Directions for this task. Pick out and copy every line below that has the word "entradas".

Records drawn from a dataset
*** Begin section ***

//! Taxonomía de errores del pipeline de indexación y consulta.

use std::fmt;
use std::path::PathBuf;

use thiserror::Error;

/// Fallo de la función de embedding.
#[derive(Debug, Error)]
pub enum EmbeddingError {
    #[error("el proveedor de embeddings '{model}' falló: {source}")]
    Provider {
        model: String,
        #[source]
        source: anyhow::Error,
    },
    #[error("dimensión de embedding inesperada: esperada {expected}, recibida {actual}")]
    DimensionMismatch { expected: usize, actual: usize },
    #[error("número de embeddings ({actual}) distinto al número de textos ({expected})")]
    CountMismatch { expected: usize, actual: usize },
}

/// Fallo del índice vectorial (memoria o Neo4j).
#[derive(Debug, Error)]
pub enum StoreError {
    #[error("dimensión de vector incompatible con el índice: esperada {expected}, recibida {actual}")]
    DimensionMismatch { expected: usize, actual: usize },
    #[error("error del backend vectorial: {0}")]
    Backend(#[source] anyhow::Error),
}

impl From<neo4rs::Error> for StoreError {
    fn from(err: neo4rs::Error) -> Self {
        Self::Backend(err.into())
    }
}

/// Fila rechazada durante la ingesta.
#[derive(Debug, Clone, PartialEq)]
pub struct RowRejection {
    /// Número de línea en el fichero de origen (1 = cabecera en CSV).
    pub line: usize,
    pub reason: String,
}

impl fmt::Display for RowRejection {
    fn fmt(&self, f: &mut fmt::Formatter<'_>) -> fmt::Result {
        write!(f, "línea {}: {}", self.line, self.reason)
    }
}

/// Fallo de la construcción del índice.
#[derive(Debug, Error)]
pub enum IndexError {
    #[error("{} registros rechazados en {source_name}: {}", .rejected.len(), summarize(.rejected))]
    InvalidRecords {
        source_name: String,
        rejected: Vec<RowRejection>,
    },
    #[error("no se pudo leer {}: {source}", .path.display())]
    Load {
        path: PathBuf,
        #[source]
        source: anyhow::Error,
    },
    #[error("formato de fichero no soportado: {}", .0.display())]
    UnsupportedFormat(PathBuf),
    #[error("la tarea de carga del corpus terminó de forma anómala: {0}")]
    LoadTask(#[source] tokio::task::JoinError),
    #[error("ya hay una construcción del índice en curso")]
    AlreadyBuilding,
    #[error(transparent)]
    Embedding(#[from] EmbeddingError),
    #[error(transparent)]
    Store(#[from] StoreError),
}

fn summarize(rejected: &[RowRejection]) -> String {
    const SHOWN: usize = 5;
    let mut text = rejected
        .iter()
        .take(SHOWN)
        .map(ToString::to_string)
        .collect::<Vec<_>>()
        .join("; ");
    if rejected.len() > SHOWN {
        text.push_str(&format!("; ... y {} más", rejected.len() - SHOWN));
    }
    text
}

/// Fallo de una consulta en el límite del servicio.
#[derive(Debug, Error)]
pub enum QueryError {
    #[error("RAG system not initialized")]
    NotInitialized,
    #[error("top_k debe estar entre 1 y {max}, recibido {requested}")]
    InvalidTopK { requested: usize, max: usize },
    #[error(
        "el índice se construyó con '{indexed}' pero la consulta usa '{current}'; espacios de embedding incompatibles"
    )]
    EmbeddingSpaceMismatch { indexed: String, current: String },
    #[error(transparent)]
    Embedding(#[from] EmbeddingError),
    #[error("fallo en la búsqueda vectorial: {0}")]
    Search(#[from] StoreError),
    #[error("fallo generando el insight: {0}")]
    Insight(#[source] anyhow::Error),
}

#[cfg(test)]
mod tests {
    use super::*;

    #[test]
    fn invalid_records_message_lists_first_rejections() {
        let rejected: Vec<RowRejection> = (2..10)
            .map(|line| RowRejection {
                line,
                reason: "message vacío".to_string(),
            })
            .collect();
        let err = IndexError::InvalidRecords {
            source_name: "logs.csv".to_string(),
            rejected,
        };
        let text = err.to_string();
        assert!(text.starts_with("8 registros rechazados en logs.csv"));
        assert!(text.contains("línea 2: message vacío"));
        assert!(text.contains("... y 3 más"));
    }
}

*** End section ***
*** Begin section ***

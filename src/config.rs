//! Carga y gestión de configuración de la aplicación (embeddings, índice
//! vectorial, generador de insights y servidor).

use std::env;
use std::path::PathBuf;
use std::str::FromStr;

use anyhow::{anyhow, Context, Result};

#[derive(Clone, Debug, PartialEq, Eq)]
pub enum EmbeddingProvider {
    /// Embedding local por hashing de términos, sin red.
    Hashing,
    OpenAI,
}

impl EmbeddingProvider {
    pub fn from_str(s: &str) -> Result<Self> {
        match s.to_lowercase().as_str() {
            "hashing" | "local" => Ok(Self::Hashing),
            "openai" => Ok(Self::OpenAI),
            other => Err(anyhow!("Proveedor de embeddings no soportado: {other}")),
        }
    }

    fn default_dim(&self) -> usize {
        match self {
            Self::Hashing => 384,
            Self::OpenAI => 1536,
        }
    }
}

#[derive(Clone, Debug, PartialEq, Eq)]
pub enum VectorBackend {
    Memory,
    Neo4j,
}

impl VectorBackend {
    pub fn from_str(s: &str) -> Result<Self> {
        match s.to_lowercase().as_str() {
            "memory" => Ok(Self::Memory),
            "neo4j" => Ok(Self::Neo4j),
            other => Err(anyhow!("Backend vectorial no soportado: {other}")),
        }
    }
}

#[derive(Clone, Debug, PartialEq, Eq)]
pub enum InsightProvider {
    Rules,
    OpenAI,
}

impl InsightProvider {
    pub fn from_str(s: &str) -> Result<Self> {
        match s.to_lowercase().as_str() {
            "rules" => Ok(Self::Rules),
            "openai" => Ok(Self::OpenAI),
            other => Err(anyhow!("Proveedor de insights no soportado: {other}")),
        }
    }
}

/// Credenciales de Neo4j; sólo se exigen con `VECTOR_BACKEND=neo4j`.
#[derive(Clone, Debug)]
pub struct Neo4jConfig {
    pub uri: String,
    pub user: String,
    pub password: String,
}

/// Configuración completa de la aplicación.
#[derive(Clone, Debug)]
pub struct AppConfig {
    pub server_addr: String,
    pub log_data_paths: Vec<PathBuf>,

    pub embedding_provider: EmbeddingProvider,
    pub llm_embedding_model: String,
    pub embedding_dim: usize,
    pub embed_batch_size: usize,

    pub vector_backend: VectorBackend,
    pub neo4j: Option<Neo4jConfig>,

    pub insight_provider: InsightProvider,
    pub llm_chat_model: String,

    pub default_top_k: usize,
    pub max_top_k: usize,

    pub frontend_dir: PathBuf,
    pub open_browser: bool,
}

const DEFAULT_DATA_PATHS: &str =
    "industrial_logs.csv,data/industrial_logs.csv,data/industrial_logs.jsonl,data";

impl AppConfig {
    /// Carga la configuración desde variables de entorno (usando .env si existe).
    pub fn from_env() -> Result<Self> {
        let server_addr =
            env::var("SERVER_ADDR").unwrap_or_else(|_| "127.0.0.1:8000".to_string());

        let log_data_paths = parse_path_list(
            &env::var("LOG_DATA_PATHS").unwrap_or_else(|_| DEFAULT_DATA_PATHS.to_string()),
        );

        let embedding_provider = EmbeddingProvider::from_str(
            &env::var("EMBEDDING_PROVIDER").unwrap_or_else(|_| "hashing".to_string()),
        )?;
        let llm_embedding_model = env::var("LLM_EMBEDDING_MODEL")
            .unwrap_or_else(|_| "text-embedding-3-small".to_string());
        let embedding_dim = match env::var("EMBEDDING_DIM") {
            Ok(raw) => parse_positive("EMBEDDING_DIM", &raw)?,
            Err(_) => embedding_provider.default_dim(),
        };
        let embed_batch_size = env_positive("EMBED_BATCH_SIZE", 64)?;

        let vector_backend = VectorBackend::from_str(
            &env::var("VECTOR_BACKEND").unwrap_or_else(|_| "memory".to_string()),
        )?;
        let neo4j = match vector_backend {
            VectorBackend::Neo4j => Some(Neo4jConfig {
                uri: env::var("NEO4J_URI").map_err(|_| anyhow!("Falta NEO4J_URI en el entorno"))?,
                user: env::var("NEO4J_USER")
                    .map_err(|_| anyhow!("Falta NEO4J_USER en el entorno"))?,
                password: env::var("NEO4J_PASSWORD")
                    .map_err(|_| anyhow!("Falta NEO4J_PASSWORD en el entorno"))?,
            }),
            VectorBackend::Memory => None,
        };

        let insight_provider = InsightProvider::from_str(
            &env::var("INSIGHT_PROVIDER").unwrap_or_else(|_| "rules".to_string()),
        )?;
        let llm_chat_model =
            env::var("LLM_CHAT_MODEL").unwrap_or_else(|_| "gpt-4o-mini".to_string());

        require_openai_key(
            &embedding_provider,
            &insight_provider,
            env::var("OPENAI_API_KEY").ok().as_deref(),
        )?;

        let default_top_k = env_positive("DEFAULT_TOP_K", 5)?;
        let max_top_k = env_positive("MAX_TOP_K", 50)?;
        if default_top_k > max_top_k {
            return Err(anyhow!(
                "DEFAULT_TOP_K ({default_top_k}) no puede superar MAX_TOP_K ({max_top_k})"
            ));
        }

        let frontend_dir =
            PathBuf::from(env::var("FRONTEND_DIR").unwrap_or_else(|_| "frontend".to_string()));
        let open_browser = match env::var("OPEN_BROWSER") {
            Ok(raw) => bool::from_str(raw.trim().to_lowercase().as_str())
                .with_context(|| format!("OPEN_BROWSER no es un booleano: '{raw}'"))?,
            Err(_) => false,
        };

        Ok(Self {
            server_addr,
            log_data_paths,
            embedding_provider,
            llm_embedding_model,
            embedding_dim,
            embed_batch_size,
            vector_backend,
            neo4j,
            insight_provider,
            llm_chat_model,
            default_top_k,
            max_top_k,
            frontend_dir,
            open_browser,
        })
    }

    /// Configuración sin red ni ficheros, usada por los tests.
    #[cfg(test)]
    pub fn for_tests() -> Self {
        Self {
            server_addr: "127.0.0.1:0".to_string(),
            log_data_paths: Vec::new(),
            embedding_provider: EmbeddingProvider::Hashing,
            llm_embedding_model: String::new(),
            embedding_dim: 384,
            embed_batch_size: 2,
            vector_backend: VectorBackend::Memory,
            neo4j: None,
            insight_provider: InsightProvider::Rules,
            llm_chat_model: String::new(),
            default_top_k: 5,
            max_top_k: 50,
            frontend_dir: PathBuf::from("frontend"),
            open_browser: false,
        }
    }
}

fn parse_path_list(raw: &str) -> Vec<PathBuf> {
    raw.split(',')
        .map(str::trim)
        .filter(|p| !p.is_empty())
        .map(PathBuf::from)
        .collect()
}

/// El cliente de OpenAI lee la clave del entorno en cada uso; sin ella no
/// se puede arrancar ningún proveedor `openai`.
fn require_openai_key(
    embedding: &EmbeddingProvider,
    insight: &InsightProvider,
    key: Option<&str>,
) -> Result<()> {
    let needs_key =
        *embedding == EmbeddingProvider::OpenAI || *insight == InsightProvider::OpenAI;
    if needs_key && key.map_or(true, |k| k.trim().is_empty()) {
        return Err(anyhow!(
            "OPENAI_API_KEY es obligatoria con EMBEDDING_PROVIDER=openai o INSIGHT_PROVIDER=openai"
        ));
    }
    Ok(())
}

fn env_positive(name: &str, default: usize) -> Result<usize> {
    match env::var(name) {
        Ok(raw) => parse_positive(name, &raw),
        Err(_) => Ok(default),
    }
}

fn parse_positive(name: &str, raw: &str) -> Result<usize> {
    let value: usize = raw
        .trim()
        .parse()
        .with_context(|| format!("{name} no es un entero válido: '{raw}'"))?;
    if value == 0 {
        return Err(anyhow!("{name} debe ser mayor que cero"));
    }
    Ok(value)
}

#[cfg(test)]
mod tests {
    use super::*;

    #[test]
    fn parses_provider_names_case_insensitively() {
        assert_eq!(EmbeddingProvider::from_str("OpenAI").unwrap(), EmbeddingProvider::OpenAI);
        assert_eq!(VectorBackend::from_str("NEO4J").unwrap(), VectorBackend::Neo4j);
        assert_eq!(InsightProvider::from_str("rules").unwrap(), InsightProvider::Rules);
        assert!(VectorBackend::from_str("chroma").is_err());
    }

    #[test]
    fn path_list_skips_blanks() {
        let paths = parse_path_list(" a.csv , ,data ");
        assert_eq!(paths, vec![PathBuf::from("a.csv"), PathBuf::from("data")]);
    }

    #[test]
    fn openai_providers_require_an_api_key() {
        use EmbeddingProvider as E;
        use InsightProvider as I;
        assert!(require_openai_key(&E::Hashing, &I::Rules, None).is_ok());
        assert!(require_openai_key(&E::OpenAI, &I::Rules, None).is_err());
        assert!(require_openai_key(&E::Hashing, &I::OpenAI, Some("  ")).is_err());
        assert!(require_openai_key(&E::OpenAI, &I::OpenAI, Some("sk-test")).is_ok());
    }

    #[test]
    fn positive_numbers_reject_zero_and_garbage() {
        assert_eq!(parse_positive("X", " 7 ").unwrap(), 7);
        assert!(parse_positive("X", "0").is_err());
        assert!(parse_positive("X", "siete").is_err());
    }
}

*** End section ***
*** Begin section ***

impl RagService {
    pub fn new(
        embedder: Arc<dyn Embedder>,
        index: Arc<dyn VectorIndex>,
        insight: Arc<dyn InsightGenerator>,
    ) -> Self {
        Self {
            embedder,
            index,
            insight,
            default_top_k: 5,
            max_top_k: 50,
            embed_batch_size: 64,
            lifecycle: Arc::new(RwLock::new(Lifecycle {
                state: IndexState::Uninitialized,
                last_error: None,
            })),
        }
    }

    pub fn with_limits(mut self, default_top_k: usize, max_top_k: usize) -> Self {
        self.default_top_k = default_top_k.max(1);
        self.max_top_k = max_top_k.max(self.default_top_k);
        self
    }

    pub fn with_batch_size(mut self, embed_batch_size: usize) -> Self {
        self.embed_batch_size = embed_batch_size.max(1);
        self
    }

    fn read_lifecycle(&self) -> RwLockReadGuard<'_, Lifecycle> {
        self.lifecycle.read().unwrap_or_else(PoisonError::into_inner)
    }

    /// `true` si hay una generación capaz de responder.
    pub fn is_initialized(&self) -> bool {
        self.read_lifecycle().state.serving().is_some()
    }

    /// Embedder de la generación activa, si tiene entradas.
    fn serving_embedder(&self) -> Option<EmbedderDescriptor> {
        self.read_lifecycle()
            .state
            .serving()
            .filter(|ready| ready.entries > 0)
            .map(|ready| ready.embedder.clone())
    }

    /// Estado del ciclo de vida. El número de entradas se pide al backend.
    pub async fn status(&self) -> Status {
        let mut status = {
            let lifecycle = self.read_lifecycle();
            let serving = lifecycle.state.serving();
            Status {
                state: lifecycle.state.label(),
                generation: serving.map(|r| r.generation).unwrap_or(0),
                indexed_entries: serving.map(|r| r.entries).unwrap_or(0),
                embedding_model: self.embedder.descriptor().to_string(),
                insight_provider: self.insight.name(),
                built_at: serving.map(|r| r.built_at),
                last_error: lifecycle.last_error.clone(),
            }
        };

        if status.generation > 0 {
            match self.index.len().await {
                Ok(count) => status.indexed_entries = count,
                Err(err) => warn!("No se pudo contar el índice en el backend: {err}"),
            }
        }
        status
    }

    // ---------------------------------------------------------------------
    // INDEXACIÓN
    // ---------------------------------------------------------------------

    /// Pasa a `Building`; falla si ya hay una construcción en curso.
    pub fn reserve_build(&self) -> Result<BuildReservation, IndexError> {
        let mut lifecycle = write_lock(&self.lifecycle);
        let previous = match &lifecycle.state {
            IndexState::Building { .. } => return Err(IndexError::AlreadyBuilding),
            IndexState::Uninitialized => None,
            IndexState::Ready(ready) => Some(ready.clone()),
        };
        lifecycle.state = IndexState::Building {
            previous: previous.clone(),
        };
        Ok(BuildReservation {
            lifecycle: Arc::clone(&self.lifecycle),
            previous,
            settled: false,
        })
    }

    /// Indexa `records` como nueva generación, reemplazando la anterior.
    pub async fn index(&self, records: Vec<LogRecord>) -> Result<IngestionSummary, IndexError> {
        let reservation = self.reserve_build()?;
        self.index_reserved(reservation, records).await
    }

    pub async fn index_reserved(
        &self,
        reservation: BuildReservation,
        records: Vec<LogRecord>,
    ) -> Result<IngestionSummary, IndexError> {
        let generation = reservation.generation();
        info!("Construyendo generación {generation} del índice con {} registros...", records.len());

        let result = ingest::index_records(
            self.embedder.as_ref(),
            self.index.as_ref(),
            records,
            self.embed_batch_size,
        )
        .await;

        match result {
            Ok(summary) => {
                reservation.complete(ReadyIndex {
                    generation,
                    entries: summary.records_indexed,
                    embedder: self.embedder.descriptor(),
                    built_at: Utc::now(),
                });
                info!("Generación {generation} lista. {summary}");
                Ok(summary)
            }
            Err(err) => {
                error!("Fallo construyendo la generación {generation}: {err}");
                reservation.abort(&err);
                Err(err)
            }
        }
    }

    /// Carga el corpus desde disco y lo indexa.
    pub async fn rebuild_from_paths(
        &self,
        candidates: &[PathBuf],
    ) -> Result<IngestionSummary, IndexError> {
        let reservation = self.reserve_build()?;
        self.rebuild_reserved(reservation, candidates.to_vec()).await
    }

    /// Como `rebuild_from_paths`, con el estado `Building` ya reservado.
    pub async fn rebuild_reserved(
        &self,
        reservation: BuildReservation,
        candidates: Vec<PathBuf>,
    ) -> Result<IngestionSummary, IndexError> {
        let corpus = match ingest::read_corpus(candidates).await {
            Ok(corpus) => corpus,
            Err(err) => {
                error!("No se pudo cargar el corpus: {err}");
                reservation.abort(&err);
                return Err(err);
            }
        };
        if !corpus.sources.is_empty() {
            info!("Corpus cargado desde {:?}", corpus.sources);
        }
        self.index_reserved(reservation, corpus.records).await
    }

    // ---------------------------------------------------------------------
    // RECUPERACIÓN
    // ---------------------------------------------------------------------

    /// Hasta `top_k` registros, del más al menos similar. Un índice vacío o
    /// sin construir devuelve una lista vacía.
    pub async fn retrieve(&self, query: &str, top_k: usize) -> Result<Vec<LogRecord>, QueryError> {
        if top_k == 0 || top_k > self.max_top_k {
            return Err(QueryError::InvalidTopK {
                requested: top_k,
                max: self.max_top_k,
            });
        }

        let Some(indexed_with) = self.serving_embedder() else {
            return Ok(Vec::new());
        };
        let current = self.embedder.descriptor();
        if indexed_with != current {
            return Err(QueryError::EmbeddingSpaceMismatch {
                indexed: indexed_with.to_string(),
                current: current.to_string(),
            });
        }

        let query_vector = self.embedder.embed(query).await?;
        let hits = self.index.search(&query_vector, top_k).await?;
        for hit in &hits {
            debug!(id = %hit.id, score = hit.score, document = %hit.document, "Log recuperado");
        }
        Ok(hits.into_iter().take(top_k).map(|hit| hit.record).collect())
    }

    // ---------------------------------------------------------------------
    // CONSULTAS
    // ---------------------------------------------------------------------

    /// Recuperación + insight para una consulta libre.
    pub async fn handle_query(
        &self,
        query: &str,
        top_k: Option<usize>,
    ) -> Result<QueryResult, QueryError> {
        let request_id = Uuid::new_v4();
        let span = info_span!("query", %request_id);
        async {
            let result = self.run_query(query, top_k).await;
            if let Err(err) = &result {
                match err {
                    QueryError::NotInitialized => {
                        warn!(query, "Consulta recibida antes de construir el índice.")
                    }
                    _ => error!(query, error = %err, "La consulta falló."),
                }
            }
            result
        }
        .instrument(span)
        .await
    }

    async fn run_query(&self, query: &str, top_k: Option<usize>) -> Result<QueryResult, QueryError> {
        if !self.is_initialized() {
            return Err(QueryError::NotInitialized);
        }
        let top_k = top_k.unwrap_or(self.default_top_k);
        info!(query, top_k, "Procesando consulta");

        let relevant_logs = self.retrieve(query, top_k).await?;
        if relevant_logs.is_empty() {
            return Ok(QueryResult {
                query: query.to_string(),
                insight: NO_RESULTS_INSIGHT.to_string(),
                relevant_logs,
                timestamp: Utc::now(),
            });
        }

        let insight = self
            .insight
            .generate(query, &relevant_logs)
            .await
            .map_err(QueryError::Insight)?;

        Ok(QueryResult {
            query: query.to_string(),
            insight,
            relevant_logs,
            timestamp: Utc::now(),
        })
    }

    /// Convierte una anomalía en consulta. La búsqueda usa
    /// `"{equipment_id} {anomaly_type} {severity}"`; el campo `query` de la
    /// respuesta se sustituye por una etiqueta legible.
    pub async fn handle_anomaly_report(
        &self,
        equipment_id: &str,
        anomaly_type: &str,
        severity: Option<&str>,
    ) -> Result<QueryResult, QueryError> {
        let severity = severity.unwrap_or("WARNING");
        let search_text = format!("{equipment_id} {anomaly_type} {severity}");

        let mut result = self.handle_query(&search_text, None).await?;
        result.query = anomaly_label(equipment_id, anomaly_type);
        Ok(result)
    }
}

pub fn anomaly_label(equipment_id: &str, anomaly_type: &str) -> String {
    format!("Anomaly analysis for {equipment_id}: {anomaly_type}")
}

*** End section ***

Task result.
    /// Embedder de la generación activa, si tiene entradas.
    /// Estado del ciclo de vida. El número de entradas se pide al backend.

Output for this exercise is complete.